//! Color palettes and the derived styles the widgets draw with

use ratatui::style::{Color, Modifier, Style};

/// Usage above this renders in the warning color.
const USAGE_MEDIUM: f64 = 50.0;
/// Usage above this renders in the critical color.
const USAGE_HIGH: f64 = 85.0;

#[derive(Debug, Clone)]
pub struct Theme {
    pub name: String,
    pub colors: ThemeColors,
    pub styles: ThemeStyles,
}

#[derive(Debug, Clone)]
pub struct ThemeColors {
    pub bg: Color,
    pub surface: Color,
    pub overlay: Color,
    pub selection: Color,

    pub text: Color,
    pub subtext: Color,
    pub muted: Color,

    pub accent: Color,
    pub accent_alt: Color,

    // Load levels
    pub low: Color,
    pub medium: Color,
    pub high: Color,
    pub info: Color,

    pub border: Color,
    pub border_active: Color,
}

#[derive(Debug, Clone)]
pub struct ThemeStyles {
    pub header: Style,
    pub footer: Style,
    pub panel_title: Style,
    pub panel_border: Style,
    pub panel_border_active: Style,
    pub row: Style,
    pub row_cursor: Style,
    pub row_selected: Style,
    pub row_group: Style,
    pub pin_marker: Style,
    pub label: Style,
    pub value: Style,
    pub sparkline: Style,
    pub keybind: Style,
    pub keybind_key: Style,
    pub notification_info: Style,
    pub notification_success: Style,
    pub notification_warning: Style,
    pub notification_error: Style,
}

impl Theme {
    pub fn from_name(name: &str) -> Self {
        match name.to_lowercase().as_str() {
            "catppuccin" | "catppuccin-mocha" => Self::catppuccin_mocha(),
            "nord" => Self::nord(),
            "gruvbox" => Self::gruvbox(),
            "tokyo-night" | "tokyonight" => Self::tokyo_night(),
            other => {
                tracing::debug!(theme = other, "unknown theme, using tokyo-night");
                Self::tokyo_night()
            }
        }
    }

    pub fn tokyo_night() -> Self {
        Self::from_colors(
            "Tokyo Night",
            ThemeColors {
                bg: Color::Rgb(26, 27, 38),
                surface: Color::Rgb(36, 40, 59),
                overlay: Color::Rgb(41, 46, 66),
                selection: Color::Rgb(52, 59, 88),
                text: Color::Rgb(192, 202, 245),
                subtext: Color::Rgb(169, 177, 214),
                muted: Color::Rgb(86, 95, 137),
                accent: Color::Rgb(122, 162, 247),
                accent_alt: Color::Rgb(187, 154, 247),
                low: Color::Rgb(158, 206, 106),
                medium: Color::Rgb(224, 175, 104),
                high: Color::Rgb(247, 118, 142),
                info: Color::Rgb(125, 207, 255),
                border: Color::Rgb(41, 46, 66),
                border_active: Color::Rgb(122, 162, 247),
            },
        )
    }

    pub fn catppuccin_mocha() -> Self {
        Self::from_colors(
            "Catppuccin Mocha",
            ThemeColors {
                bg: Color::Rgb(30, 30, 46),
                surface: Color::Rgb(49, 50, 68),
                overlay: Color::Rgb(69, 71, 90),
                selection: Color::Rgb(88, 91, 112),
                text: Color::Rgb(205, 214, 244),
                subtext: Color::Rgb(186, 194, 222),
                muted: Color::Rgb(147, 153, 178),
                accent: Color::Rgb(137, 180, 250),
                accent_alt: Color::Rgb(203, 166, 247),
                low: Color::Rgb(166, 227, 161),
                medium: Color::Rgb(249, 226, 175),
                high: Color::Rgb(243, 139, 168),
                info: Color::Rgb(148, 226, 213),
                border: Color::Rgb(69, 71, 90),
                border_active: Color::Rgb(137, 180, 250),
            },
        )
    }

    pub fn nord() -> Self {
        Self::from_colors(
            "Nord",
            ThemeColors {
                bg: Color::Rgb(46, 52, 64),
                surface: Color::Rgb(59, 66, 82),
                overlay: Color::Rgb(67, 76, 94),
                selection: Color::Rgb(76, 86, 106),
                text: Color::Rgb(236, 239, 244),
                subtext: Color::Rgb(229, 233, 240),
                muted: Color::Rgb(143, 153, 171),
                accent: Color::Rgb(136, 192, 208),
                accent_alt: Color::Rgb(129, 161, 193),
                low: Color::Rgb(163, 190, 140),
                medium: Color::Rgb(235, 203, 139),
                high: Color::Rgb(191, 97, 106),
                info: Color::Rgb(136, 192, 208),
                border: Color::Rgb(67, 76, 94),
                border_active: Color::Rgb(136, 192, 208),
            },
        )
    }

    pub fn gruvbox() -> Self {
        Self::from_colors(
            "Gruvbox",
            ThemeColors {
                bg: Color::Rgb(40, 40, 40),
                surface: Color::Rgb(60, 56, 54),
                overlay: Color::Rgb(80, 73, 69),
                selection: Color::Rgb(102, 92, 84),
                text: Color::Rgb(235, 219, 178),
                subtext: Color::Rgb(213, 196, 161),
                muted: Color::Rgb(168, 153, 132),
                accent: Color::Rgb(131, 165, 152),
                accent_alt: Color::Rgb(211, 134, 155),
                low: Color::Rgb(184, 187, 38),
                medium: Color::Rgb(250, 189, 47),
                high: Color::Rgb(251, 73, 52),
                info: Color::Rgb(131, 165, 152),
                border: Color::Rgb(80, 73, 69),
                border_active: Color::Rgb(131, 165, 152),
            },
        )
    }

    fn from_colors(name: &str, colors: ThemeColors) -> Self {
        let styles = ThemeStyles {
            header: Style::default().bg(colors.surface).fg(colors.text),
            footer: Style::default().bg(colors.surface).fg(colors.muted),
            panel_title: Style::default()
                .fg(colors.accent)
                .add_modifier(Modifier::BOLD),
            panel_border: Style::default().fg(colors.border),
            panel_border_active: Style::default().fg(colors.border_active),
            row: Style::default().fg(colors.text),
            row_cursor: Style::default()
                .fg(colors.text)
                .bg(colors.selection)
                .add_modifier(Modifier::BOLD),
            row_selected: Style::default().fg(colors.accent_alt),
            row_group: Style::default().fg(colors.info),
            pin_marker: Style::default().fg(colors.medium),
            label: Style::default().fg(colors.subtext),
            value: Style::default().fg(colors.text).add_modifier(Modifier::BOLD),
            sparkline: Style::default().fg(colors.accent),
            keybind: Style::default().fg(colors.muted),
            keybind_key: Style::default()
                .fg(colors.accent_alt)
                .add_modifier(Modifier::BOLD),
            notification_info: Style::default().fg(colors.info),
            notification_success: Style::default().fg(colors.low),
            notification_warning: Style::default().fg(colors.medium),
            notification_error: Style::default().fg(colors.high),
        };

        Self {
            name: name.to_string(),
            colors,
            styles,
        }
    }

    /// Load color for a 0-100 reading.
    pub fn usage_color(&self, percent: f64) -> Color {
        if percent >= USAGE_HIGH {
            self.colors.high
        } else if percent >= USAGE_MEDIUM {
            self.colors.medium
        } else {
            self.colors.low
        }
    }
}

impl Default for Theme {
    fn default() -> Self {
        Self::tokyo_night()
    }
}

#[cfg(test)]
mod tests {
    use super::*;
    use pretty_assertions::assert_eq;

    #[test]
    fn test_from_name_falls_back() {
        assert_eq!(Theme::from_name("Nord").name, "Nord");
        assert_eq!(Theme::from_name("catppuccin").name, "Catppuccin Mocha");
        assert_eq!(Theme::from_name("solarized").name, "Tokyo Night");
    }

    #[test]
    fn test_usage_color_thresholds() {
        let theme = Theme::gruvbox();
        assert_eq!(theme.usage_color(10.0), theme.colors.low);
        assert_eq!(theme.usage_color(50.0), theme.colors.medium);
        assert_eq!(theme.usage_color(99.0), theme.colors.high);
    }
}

+--

## EXERCISE BRIEF
Could you copy each line in the listing above that includes the word "this"?

## RESULT BELOW
/// Usage above this renders in the warning color.
/// Usage above this renders in the critical color.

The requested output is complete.